## DATASET RECORDS:
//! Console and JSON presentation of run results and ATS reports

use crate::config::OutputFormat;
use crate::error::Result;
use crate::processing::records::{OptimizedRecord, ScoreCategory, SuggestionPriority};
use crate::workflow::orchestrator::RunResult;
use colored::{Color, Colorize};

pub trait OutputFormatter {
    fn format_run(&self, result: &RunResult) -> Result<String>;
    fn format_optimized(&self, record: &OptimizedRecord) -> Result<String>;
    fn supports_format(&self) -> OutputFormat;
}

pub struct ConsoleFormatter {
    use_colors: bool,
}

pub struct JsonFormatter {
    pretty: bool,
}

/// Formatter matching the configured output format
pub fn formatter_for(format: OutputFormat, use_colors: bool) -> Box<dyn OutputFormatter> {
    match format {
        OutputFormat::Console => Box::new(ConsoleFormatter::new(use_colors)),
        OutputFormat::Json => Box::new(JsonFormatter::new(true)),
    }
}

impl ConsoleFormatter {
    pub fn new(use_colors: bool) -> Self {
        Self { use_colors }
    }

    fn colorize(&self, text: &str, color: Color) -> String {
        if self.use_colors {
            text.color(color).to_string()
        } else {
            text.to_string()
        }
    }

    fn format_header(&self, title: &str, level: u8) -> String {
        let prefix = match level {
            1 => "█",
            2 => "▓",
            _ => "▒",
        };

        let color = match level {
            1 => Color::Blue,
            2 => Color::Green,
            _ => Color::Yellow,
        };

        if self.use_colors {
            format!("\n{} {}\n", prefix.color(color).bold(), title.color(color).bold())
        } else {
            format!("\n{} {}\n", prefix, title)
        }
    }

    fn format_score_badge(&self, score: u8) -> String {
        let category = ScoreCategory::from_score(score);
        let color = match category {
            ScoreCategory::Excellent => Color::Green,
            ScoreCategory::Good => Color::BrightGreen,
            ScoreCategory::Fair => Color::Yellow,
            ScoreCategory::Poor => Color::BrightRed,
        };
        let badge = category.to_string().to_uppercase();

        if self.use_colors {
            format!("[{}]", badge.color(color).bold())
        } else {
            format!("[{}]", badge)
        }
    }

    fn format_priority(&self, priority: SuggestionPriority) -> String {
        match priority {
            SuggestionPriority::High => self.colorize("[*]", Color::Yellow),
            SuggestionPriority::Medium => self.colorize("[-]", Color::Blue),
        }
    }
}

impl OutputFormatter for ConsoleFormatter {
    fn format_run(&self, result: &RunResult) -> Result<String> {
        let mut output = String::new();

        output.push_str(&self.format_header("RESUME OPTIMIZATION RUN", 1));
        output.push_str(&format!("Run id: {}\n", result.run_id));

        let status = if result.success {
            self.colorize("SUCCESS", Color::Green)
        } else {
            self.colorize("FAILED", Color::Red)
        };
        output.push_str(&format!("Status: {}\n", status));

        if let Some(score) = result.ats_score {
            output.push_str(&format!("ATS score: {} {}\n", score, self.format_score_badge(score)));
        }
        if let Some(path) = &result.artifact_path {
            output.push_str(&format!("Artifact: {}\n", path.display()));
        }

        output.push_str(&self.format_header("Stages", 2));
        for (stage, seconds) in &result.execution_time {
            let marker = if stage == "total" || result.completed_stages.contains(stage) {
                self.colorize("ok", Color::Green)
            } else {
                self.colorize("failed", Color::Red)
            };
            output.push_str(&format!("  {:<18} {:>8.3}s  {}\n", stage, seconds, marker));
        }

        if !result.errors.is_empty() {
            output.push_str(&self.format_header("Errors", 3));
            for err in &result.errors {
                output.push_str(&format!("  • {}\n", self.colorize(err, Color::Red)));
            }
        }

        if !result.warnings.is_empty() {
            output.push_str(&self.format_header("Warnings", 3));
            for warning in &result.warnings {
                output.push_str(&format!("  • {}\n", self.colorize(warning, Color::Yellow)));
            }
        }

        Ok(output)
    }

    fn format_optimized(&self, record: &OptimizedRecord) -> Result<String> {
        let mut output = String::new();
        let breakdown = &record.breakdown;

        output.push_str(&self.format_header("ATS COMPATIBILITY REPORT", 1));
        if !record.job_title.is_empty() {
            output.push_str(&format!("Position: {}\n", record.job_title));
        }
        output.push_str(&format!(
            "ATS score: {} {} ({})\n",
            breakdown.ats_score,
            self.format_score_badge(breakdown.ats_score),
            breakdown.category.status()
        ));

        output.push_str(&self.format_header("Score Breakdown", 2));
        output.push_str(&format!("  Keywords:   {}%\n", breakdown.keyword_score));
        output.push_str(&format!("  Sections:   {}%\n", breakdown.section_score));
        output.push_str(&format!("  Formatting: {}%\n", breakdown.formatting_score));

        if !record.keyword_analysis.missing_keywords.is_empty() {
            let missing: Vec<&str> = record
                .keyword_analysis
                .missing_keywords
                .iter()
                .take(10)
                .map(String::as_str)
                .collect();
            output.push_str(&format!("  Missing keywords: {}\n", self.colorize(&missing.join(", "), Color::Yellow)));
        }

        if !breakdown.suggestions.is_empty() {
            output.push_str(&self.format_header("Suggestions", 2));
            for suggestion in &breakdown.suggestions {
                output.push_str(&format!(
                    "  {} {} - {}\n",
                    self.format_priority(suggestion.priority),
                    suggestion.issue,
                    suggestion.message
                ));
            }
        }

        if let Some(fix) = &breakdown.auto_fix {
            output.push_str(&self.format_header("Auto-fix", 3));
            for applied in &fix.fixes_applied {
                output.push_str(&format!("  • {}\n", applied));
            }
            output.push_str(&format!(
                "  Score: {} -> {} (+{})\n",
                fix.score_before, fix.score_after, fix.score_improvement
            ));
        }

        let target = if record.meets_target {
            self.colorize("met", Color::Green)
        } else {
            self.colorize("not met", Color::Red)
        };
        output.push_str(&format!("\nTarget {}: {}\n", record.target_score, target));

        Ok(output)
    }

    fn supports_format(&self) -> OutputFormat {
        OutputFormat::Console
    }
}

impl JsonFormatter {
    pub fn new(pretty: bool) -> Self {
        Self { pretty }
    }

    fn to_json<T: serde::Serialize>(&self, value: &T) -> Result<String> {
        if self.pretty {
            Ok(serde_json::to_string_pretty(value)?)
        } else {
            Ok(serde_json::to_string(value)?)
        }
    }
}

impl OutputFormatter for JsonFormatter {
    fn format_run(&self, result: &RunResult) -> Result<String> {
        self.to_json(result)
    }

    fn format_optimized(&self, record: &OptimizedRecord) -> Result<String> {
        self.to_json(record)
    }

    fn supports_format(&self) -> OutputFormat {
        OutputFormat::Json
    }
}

## TASK ITEM:
What must be returned is only the number of lines in the records that hold the word "value".

## WRITTEN REPLY:
3